- _THE INPUT_:

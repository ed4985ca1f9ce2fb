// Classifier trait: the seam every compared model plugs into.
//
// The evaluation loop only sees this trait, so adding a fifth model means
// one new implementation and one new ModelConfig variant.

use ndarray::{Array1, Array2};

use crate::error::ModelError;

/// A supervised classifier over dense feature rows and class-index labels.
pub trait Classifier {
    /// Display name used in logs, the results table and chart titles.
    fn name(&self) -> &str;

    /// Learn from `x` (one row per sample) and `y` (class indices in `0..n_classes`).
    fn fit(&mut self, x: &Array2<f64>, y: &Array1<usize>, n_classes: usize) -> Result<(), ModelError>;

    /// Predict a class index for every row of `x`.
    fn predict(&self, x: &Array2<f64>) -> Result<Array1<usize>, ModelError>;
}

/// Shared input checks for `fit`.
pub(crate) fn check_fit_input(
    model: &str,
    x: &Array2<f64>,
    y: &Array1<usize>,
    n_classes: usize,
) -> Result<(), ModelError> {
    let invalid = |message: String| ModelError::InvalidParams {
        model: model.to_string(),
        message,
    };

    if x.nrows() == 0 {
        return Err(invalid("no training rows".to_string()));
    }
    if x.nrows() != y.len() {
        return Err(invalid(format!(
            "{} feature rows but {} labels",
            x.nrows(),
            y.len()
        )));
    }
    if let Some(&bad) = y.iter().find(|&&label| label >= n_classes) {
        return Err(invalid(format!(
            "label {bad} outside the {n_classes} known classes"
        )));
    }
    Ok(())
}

==

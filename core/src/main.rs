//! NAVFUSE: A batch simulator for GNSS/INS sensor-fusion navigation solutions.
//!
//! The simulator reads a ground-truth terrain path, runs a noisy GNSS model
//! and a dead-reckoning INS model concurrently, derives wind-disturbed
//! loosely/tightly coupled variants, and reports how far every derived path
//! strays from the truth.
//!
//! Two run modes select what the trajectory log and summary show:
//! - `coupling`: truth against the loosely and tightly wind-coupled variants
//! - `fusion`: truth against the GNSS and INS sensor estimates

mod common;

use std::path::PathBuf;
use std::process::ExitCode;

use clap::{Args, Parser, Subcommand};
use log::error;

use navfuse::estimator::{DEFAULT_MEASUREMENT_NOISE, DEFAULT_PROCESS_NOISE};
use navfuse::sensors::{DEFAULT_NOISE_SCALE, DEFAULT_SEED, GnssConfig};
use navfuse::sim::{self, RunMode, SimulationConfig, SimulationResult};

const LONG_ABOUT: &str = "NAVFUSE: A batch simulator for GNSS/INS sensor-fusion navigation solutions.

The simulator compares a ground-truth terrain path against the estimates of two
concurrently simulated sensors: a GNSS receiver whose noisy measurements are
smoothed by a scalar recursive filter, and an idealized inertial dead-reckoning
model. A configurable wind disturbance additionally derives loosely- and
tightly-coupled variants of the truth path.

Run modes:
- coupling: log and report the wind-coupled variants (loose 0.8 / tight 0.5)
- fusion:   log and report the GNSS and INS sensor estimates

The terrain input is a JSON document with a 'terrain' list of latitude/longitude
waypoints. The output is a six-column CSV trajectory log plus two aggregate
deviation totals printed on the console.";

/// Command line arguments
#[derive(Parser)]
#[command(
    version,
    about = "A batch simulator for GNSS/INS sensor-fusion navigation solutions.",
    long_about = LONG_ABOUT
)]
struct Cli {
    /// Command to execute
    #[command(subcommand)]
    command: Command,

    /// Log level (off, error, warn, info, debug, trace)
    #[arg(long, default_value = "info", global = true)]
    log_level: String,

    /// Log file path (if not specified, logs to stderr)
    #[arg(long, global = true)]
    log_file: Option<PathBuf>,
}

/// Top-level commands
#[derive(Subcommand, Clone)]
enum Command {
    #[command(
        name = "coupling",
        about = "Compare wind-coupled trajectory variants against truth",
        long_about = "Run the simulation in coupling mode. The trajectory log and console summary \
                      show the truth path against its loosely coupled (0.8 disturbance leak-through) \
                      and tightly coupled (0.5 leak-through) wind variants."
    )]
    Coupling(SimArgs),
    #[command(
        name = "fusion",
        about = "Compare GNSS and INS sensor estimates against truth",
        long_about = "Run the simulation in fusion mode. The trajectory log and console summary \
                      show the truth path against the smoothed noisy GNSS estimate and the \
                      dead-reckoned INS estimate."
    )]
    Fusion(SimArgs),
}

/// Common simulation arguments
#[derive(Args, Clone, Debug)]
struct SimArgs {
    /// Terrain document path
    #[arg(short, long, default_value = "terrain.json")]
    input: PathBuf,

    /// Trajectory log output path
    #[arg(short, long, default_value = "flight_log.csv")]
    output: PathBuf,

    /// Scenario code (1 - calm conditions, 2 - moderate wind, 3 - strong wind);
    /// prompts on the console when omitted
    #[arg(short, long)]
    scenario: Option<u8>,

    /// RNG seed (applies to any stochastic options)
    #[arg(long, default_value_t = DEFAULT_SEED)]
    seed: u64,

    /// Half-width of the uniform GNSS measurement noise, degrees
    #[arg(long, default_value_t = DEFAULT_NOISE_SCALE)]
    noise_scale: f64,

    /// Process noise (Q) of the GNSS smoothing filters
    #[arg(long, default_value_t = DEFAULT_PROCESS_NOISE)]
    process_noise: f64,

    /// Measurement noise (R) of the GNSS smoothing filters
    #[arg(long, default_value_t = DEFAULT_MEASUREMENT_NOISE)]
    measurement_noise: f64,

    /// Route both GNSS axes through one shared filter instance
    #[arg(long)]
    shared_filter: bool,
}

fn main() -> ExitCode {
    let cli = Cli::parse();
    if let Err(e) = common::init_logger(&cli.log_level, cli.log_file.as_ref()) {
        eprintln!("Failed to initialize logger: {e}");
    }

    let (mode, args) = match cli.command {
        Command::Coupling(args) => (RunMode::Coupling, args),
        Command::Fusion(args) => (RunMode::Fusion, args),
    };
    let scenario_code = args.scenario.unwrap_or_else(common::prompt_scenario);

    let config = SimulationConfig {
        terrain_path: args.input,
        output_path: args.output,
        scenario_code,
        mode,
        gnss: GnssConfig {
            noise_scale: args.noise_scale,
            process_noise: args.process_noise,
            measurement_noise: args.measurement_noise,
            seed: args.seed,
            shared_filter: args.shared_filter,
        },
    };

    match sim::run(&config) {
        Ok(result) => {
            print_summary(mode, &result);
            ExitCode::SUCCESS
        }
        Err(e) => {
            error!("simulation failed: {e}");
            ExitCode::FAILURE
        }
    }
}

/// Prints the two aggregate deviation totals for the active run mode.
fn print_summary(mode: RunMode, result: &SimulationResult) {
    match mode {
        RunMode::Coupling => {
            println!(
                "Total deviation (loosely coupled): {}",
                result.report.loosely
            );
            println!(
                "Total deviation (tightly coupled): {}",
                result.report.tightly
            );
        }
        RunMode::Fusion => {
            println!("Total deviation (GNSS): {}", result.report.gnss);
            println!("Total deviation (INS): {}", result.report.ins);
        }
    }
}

- _INSTRUCTIONS FOR THE TASK_: Please filter the data down to the lines containing the word "logs".

- _TASK RESULT_:
    /// Display name used in logs, the results table and chart titles.
    /// Log file path (if not specified, logs to stderr)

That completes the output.